Wenn Sie glauben, Harbin sei nur ein kalter Zwischenstopp auf der Durchreise von Peking nach Moskau, dann haben Sie das völlig übersehen. Harbin ist eine Stadt, die sich weigert, sich für ihre Existenz zu entschuldigen. Es liegt in der Provinz Heilongjiang, dem nördlichsten Teil Chinas, wo die Luft so frisch ist, dass man das Gefühl hat, sie könnte brechen. Dies ist kein Ort für schwache Nerven oder schlecht gekleidete Menschen. Es ist ein Ort von brutaler Schönheit, industriellem Mut und einer Geschichte, die in Eis, Krieg und russischer Architektur geschrieben ist.
Harbin selbst ist eine Anomalie. In einem Land, das von der Han-chinesischen Kultur geprägt ist, strahlt diese Hauptstadt eine deutlich osteuropäische Atmosphäre aus. Die Straßen sind gesäumt von Kirchen mit Zwiebeltürmen und Gebäuden im byzantinischen Stil, die von zaristischem Einfluss zeugen. Die Einheimischen sprechen zwar Chinesisch, aber der Rhythmus der Stadt, das Essen und die Seele fühlen sich anders an. Es ist eindeutig.
Warum Sie Heilongjiang jetzt besuchen sollten
Heilongjiang, in älteren Texten oft Hei-lung-chiang geschrieben, schläft seit Jahrzehnten. Bis zum 19. Jahrhundert war es kaum mehr als eine Grenzregion. Davor war es bis 1917 weitgehend unbebautes Gebiet unter russischer Herrschaft. Dann kam es 1931 zur japanischen Besetzung, gefolgt von der Rückeroberung durch sowjetische Truppen im Jahr 1945. Der chinesisch-sowjetische Konflikt der 1960er Jahre verwandelte die Grenze in einen Brennpunkt für Zusammenstöße. Heute? Es ist eine der am wenigsten besuchten Provinzen Chinas.

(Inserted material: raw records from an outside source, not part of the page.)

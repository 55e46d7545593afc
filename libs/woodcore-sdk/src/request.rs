use http::Method;
use serde_json::{Map, Value};

use crate::error::Error;

/// Page size injected into GET queries that do not set `perPage`.
pub const DEFAULT_PER_PAGE: u64 = 10;
/// Page injected into GET queries that do not set `page`.
pub const FIRST_PAGE: u64 = 1;

pub(crate) const PAGE_PARAM: &str = "page";
pub(crate) const PER_PAGE_PARAM: &str = "perPage";

/// One intended API call: verb, resolved path, optional query and body.
///
/// Descriptors compare by value; two equal descriptors describe the same
/// request and may share one network round trip.
#[derive(Debug, Clone, PartialEq)]
pub struct RequestDescriptor {
    method: Method,
    path: String,
    query: Option<Map<String, Value>>,
    body: Option<Map<String, Value>>,
}

impl RequestDescriptor {
    /// Create a new descriptor builder
    #[must_use]
    pub fn builder() -> RequestDescriptorBuilder {
        RequestDescriptorBuilder::default()
    }

    #[must_use]
    pub fn method(&self) -> &Method {
        &self.method
    }

    #[must_use]
    pub fn path(&self) -> &str {
        &self.path
    }

    #[must_use]
    pub fn query(&self) -> Option<&Map<String, Value>> {
        self.query.as_ref()
    }

    #[must_use]
    pub fn body(&self) -> Option<&Map<String, Value>> {
        self.body.as_ref()
    }

    #[must_use]
    pub fn is_get(&self) -> bool {
        self.method.as_str().eq_ignore_ascii_case("get")
    }

    /// Fill in `perPage` and `page` on GET requests that carry a query.
    #[must_use]
    pub fn with_default_pagination(mut self) -> Self {
        if !self.is_get() {
            return self;
        }
        if let Some(query) = self.query.as_mut() {
            insert_if_absent(query, PER_PAGE_PARAM, DEFAULT_PER_PAGE);
            insert_if_absent(query, PAGE_PARAM, FIRST_PAGE);
        }
        self
    }

    /// The page requested by the query, if it is a positive integer.
    pub(crate) fn page(&self) -> Option<u64> {
        self.query
            .as_ref()
            .and_then(|query| query.get(PAGE_PARAM))
            .and_then(as_page_number)
    }

    pub(crate) fn set_page(&mut self, page: u64) {
        self.query
            .get_or_insert_with(Map::new)
            .insert(PAGE_PARAM.to_owned(), Value::from(page));
    }

    /// Query string pairs in key order. Nulls are skipped.
    pub(crate) fn query_pairs(&self) -> Vec<(&str, String)> {
        let Some(query) = self.query.as_ref() else {
            return Vec::new();
        };
        query
            .iter()
            .filter_map(|(name, value)| render_query_value(value).map(|v| (name.as_str(), v)))
            .collect()
    }
}

fn insert_if_absent(query: &mut Map<String, Value>, name: &str, value: u64) {
    let present = query.get(name).is_some_and(|v| !v.is_null());
    if !present {
        query.insert(name.to_owned(), Value::from(value));
    }
}

/// Accepts `3` as well as `"3"`.
pub(crate) fn as_page_number(value: &Value) -> Option<u64> {
    match value {
        Value::Number(n) => n.as_u64(),
        Value::String(s) => s.trim().parse().ok(),
        _ => None,
    }
    .filter(|page| *page >= 1)
}

fn render_query_value(value: &Value) -> Option<String> {
    match value {
        Value::Null => None,
        Value::String(s) => Some(s.clone()),
        Value::Bool(_) | Value::Number(_) | Value::Array(_) | Value::Object(_) => {
            Some(value.to_string())
        }
    }
}

/// Builder for constructing request descriptors with a fluent API
#[derive(Debug, Default)]
pub struct RequestDescriptorBuilder {
    method: Option<Method>,
    path: Option<String>,
    query: Option<Map<String, Value>>,
    body: Option<Map<String, Value>>,
}

impl RequestDescriptorBuilder {
    /// Set the HTTP method
    #[must_use]
    pub fn method(mut self, method: Method) -> Self {
        self.method = Some(method);
        self
    }

    /// Set the resolved request path
    #[must_use]
    pub fn path(mut self, path: impl Into<String>) -> Self {
        self.path = Some(path.into());
        self
    }

    /// Attach an (initially empty) query object.
    #[must_use]
    pub fn with_query(mut self) -> Self {
        self.query.get_or_insert_with(Map::new);
        self
    }

    /// Add a query parameter
    #[must_use]
    pub fn query(mut self, name: impl Into<String>, value: impl Into<Value>) -> Self {
        self.query
            .get_or_insert_with(Map::new)
            .insert(name.into(), value.into());
        self
    }

    /// Attach an (initially empty) JSON body.
    #[must_use]
    pub fn with_body(mut self) -> Self {
        self.body.get_or_insert_with(Map::new);
        self
    }

    /// Add a JSON body field
    #[must_use]
    pub fn body(mut self, name: impl Into<String>, value: impl Into<Value>) -> Self {
        self.body
            .get_or_insert_with(Map::new)
            .insert(name.into(), value.into());
        self
    }

    /// Build the descriptor
    ///
    /// # Errors
    /// Returns [`Error::InvalidRequest`] if the path is missing or the method
    /// is neither GET nor POST.
    pub fn build(self) -> Result<RequestDescriptor, Error> {
        let method = self.method.unwrap_or(Method::GET);
        if method != Method::GET && method != Method::POST {
            return Err(Error::InvalidRequest(format!(
                "Unsupported method {method}: only GET and POST are used by the API"
            )));
        }
        let path = self
            .path
            .ok_or_else(|| Error::InvalidRequest("Request path is required".into()))?;

        Ok(RequestDescriptor {
            method,
            path,
            query: self.query,
            body: self.body,
        })
    }
}

/// Named arguments for an endpoint method.
///
/// `null` values count as absent. Names an endpoint does not declare are
/// ignored by that endpoint.
#[derive(Debug, Clone, Default, PartialEq)]
pub struct Params(Map<String, Value>);

impl Params {
    #[must_use]
    pub fn new() -> Self {
        Self::default()
    }

    /// Add an argument
    #[must_use]
    pub fn with(mut self, name: impl Into<String>, value: impl Into<Value>) -> Self {
        self.insert(name, value);
        self
    }

    pub fn insert(&mut self, name: impl Into<String>, value: impl Into<Value>) {
        self.0.insert(name.into(), value.into());
    }

    /// Look up an argument; `null` reads as absent.
    #[must_use]
    pub fn get(&self, name: &str) -> Option<&Value> {
        self.0.get(name).filter(|value| !value.is_null())
    }

    /// Build params from a JSON object.
    ///
    /// # Errors
    /// Returns [`Error::InvalidRequest`] if the value is not an object.
    pub fn from_json(value: Value) -> Result<Self, Error> {
        match value {
            Value::Object(map) => Ok(Self(map)),
            other => Err(Error::InvalidRequest(format!(
                "Params must be a JSON object, got {other}"
            ))),
        }
    }
}

impl From<Map<String, Value>> for Params {
    fn from(map: Map<String, Value>) -> Self {
        Self(map)
    }
}

impl<K: Into<String>, V: Into<Value>> FromIterator<(K, V)> for Params {
    fn from_iter<I: IntoIterator<Item = (K, V)>>(iter: I) -> Self {
        Self(iter.into_iter().map(|(k, v)| (k.into(), v.into())).collect())
    }
}

#[cfg(test)]
mod tests {
    use super::*;
    use serde_json::json;

    #[test]
    fn test_get_with_query_gets_defaults() {
        let descriptor = RequestDescriptor::builder()
            .path("/clients")
            .with_query()
            .build()
            .unwrap()
            .with_default_pagination();

        let query = descriptor.query().unwrap();
        assert_eq!(query.get("perPage"), Some(&json!(10)));
        assert_eq!(query.get("page"), Some(&json!(1)));
    }

    #[test]
    fn test_caller_pagination_is_kept() {
        let descriptor = RequestDescriptor::builder()
            .path("/clients")
            .query("perPage", 50)
            .query("page", 3)
            .build()
            .unwrap()
            .with_default_pagination();

        let query = descriptor.query().unwrap();
        assert_eq!(query.get("perPage"), Some(&json!(50)));
        assert_eq!(query.get("page"), Some(&json!(3)));
        assert_eq!(descriptor.page(), Some(3));
    }

    #[test]
    fn test_post_and_queryless_get_are_untouched() {
        let post = RequestDescriptor::builder()
            .method(Method::POST)
            .path("/loans/1")
            .query("command", "undoapproval")
            .build()
            .unwrap();
        assert_eq!(post.clone().with_default_pagination(), post);

        let get = RequestDescriptor::builder().path("/ledger").build().unwrap();
        assert_eq!(get.clone().with_default_pagination().query(), None);
    }

    #[test]
    fn test_builder_validation() {
        assert!(RequestDescriptor::builder().build().is_err());
        let err = RequestDescriptor::builder()
            .method(Method::DELETE)
            .path("/clients/1")
            .build()
            .unwrap_err();
        assert!(matches!(err, Error::InvalidRequest(_)));
    }

    #[test]
    fn test_query_pairs_rendering() {
        let descriptor = RequestDescriptor::builder()
            .path("/loans")
            .query("status", "active")
            .query("page", 2)
            .query("officeId", Value::Null)
            .query("ids", json!([1, 2]))
            .build()
            .unwrap();

        let mut pairs = descriptor.query_pairs();
        pairs.sort();
        assert_eq!(
            pairs,
            vec![
                ("ids", "[1,2]".to_owned()),
                ("page", "2".to_owned()),
                ("status", "active".to_owned()),
            ]
        );
    }

    #[test]
    fn test_page_number_parsing() {
        assert_eq!(as_page_number(&json!(4)), Some(4));
        assert_eq!(as_page_number(&json!("4")), Some(4));
        assert_eq!(as_page_number(&json!(0)), None);
        assert_eq!(as_page_number(&json!(null)), None);
    }

    #[test]
    fn test_params_nulls_are_absent() {
        let params = Params::new().with("clientId", 7).with("note", Value::Null);
        assert_eq!(params.get("clientId"), Some(&json!(7)));
        assert_eq!(params.get("note"), None);
        assert!(Params::from_json(json!([1])).is_err());
    }
}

Auf einer Fläche von 463.600 Quadratkilometern leben rund 31,8 Millionen Menschen. Das ist viel Platz für eine relativ kleine Menschenmenge. Für einen Reisenden bedeutet das, dass er durch Harbins Central Street laufen kann, ohne sich wie in einer Touristenfalle zu fühlen. Sie können am Ufer des Flusses Amur (Heilong Jiang) stehen und auf Russland blicken, ohne einen einzigen Reisebus zu sehen.
Das Harbin Ice and Snow Festival: Ein visueller Angriff
Die Hauptattraktion, die offensichtliche Attraktion, ist das Harbin Ice and Snow Festival. Es passiert jedes Jahr im Januar. Die Stadt verwandelt sich in ein gefrorenes Wunderland aus riesigen Eisskulpturen. Das sind keine kleinen Eisblöcke. Wir sprechen von Gebäuden, Burgen und komplizierten Statuen, die aus Eisblöcken geschnitzt wurden, die direkt aus dem Songhua-Fluss stammen.
Die Kosten? Der Besuch ist günstig, aber die Vorbereitung ist teuer, wenn Sie nicht aus einem kalten Klima kommen. Ein Hotelzimmer im Januar kann bei frühzeitiger Buchung zwischen 50 und 100 US-Dollar pro Nacht kosten. Flüge von Peking oder Shanghai nach Harbin sind häufig und relativ günstig, oft unter 150 $ Hin- und Rückflug, wenn Sie ein Schnäppchen ergattern. Der Schlüssel liegt im Timing. Besuchen Sie Ende Januar bis Anfang Februar den Höhepunkt des Festivals. Die Temperaturen werden minus 20 Grad Celsius oder weniger betragen. Ja, kälter.
Die Skulpturen werden nachts mit Neonfarben beleuchtet, die vom Eis reflektiert werden. Es ist surreal. Sie stehen in einer Stadt, die aussieht, als wäre sie einem Fantasy-Roman entnommen und in der Zeit eingefroren. Die Kälte ist beißend. Deine Ohren werden weh tun. Ihr Telefon wird sterben. Aber das visuelle Erlebnis ist nirgendwo sonst auf der Welt zu finden.